挥发性有机物(VOCs)是导致大气环境恶化的主要污染物，催化氧化是一种节能、环保、高效的净化技术，Co3O4具有优异的催化性能和抗氯中毒能力，具有良好的应用前景。本项目拟以层状复合氢氧化物(LDHs)为前驱体设计制备具有尖晶石结构的Co3-xMxO4复合氧化物，通过调控LDHs的化学组成、形貌尺寸和热处理条件，研制出具有比表面积高、热稳定性好、形貌和尺寸均匀、结构和组成可控的尖晶石复合氧化物，采用各种表征技术对尖晶石的纳微结构、表面状态、还原性能等性质进行详细表征，并结合VOCs模型化合物催化氧化性能评价，弄清楚影响尖晶石形成的关键因素，认识金属离子Mn+对Co3O4的结构和性质的掺杂效应，揭示Co3-xMxO4组分之间的相互作用及其对催化性能的调变机制，从而形成基于LDHs的Co3-xMxO4尖晶石的设计、制备和调控方法，为高性能实用型VOCs氧化催化剂的研制提供理论基础和原型技术。
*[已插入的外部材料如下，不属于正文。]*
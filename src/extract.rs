use std::time::Duration;

use async_trait::async_trait;
use chrono::NaiveDate;
use reqwest::Client;
use serde::{Deserialize, Deserializer, Serialize};
use serde_json::{json, Value};
use thiserror::Error;
use tracing::{info, warn};

use crate::config::GeminiConfig;
use crate::retry::RetryPolicy;

pub const MAX_INPUT_CHARS: usize = 30_000;

const EXTRACTION_RULES: &str = r#"You are a data extraction AI for a logistics company. Extract job information from unstructured text.

IMPORTANT RULES:
1. IGNORE these fields completely: "fml", "no quote", "secure", and dispatcher first names.
2. Each job block starts with a date in format M/D/YYYY.
3. Extract ONLY these fields:
   - date: Job date (M/D/YYYY format)
   - lot_number: Usually a 6-digit number
   - company_name: Company name (usually in UPPERCASE)
   - address: Full address including street, city, province, postal code
   - assets: Asset descriptions with quantities (e.g., "desktops - 37, chromebooks- 35")
   - comments: Special instructions or notes (not metadata or dispatcher names)
   - contact_name: Contact person name
   - contact_detail: Phone number or email

Return ONLY a valid JSON array with this exact structure:
[
  {
    "date": "1/9/2026",
    "lot_number": "226552",
    "company_name": "NORTHERN SS",
    "address": "851 MOUNT PLEASANT RD, TORONTO, ON CA M4P2L5",
    "assets": "desktops - 37, chromebooks- 35, monitors- 25, printers - 6",
    "comments": "50 boxes of misc",
    "contact_name": "greg",
    "contact_detail": "416 859 1883"
  }
]

If a field is not found, use null. Do NOT include any markdown formatting, just pure JSON."#;

#[derive(Debug, Error)]
pub enum ExtractError {
    #[error("no text to extract from")]
    EmptyInput,
    #[error("extraction is not configured")]
    NotConfigured,
    #[error("request failed: {0}")]
    Http(#[from] reqwest::Error),
    #[error("model responded with status {status}: {message}")]
    Status { status: u16, message: String },
    #[error("model returned no content")]
    EmptyResponse,
    #[error("failed to parse model output as JSON: {0}")]
    InvalidResponse(String),
    #[error("all models failed; last error: {last}")]
    AllCandidatesFailed { last: String },
}

#[derive(Debug, Clone, Default, PartialEq, Serialize, Deserialize)]
pub struct ExtractedJob {
    #[serde(default, alias = "job_date", deserialize_with = "lenient_text")]
    pub date: Option<String>,
    #[serde(default, alias = "lot_no", deserialize_with = "lenient_text")]
    pub lot_number: Option<String>,
    #[serde(default, deserialize_with = "lenient_text")]
    pub company_name: Option<String>,
    #[serde(default, deserialize_with = "lenient_text")]
    pub address: Option<String>,
    #[serde(default, deserialize_with = "lenient_text")]
    pub assets: Option<String>,
    #[serde(default, deserialize_with = "lenient_text")]
    pub comments: Option<String>,
    #[serde(default, deserialize_with = "lenient_text")]
    pub contact_name: Option<String>,
    #[serde(default, deserialize_with = "lenient_text")]
    pub contact_detail: Option<String>,
}

fn lenient_text<'de, D>(deserializer: D) -> Result<Option<String>, D::Error>
where
    D: Deserializer<'de>,
{
    let value = Option::<Value>::deserialize(deserializer)?;
    Ok(match value {
        None | Some(Value::Null) => None,
        Some(Value::String(text)) => {
            let trimmed = text.trim();
            (!trimmed.is_empty()).then(|| trimmed.to_string())
        }
        Some(Value::Number(number)) => Some(number.to_string()),
        Some(Value::Bool(flag)) => Some(flag.to_string()),
        Some(other) => Some(other.to_string()),
    })
}

fn truncate_input(text: &str) -> &str {
    match text.char_indices().nth(MAX_INPUT_CHARS) {
        Some((cut, _)) => &text[..cut],
        None => text,
    }
}

pub fn build_prompt(text: &str, today: NaiveDate) -> String {
    let today = today.format("%-m/%-d/%Y");
    format!(
        "{EXTRACTION_RULES}\n\nCONTEXT:\nThe current date is {today}.\n\
         RULE: If a job date is not explicitly mentioned in the text, you MUST use \"{today}\" as the date. \
         DO NOT return null for date.\n\nEXTRACT FROM THIS TEXT:\n\n{}",
        truncate_input(text)
    )
}

pub fn parse_model_output(raw: &str) -> Result<Vec<ExtractedJob>, ExtractError> {
    let cleaned = raw.replace("```json", "").replace("```", "");
    let cleaned = cleaned.trim();
    let value: Value = serde_json::from_str(cleaned)
        .map_err(|err| ExtractError::InvalidResponse(format!("{err}: {cleaned}")))?;

    let items = match value {
        Value::Array(items) => items,
        object @ Value::Object(_) => vec![object],
        other => {
            return Err(ExtractError::InvalidResponse(format!(
                "expected an array of jobs, got {other}"
            )))
        }
    };

    items
        .into_iter()
        .map(|item| {
            serde_json::from_value(item).map_err(|err| ExtractError::InvalidResponse(err.to_string()))
        })
        .collect()
}

#[async_trait]
pub trait JobExtractor: Send + Sync {
    async fn extract(&self, text: &str, today: NaiveDate) -> Result<Vec<ExtractedJob>, ExtractError>;
}

#[derive(Clone)]
pub struct GeminiExtractor {
    client: Client,
    api_key: String,
    base_url: String,
    models: Vec<String>,
    retry: RetryPolicy,
}

impl GeminiExtractor {
    pub fn new(client: Client, api_key: impl Into<String>, base_url: impl Into<String>, models: Vec<String>) -> Self {
        Self {
            client,
            api_key: api_key.into(),
            base_url: base_url.into(),
            models,
            retry: RetryPolicy::new(2, Duration::from_millis(1000)),
        }
    }

    pub fn from_config(client: Client, config: &GeminiConfig) -> Option<Self> {
        let api_key = config.api_key.clone()?;
        Some(Self::new(
            client,
            api_key,
            config.base_url.clone(),
            config.models.clone(),
        ))
    }

    pub fn with_retry(mut self, retry: RetryPolicy) -> Self {
        self.retry = retry;
        self
    }

    async fn generate(&self, model: &str, prompt: &str) -> Result<String, ExtractError> {
        let url = format!(
            "{}/models/{model}:generateContent",
            self.base_url.trim_end_matches('/')
        );
        let body = json!({
            "contents": [{ "parts": [{ "text": prompt }] }],
            "generationConfig": { "temperature": 0.1, "maxOutputTokens": 8192 },
        });

        let response = self
            .client
            .post(url)
            .query(&[("key", self.api_key.as_str())])
            .json(&body)
            .send()
            .await?;

        let status = response.status();
        let payload: Value = response.json().await.unwrap_or(Value::Null);
        if !status.is_success() {
            let message = payload["error"]["message"]
                .as_str()
                .unwrap_or_else(|| status.canonical_reason().unwrap_or("request failed"))
                .to_string();
            return Err(ExtractError::Status {
                status: status.as_u16(),
                message,
            });
        }

        payload["candidates"][0]["content"]["parts"][0]["text"]
            .as_str()
            .map(str::to_string)
            .ok_or(ExtractError::EmptyResponse)
    }
}

#[async_trait]
impl JobExtractor for GeminiExtractor {
    async fn extract(&self, text: &str, today: NaiveDate) -> Result<Vec<ExtractedJob>, ExtractError> {
        if text.trim().is_empty() {
            return Err(ExtractError::EmptyInput);
        }
        let prompt = build_prompt(text, today);

        let mut last_error = None;
        for model in &self.models {
            let attempt = self
                .retry
                .run(model, |_| async {
                    let output = self.generate(model, &prompt).await?;
                    parse_model_output(&output)
                })
                .await;

            match attempt {
                Ok(jobs) => {
                    info!(model = %model, jobs = jobs.len(), "extraction succeeded");
                    return Ok(jobs);
                }
                Err(err) => {
                    warn!(model = %model, error = %err, "extraction model failed; trying next");
                    last_error = Some(err);
                }
            }
        }

        Err(ExtractError::AllCandidatesFailed {
            last: last_error
                .map(|err| err.to_string())
                .unwrap_or_else(|| "no models configured".to_string()),
        })
    }
}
挥发性有机物(VOCs)是导致大气环境恶化的主要污染物，催化燃烧是一种节能、环保、高效的净化技术，Co3O4具有优异的催化性能，具有良好的应用前景。本项目以层状复合氢氧化物(LDHs)为前驱体制备Co3-xMxO4尖晶石型复合氧化物，通过调控LDHs的化学组成、形貌尺寸和热处理条件，研制具有热稳定性好、形貌和尺寸均匀、结构和组成可控的尖晶石，采用各种表征技术对尖晶石的纳微结构、表面状态、还原性能等性质进行表征，并结合VOCs模型化合物催化燃烧性能评价，探讨掺杂金属离子Mn+对Co3O4的结构和化学性质的调变作用，揭示Co3-xMxO4组分之间的相互作用及其对催化性能的影响。主要结果如下：(1)发展以甲醇/水混合溶液为溶剂、氢氧化钠溶液为沉淀剂、在温和碱性条件下定量合成Co2+‒Co3+ HTlcs类水滑石的新方法。利用甲醇提高溶解氧浓度，促进Co离子氧化，采用氢氧化钠作沉淀剂使Co离子完全沉淀，大大提高HTlcs产率。(2)以钴铜类水滑石为前驱体制备Co3-xCuxO4尖晶石，铜占据四面体和八面体位置，形成部分反式尖晶石结构。掺杂Cu削弱Co–O键，显著提高Co还原性能和晶格氧迁移能力，显示出强相互作用，提高甲烷催化燃烧活性，Co2.7Cu0.3O4表现出良好的低温活性、稳定性和抗水汽性能。(3)以CoAl类水滑石为前驱体制备Co3-xAlxO4尖晶石，对甲烷催化燃烧表现出优异的高温活性和稳定性。掺杂Al不仅能有效抑制Co3O4烧结长大，而且可显著抑制Co3O4分解生成CoO，大大提高热稳定性。该结果为解决Co3O4高温易烧结、热稳定性差等问题提供新思路，有望突破Co3O4应用技术瓶颈，在高温催化燃烧领域得到应用。这些研究结果对发展基于LDHs的Co3-xMxO4尖晶石的设计制备和结构性能调控方法奠定了基础，为高性能实用型VOCs燃烧催化剂的研制提供理论基础和原型技术。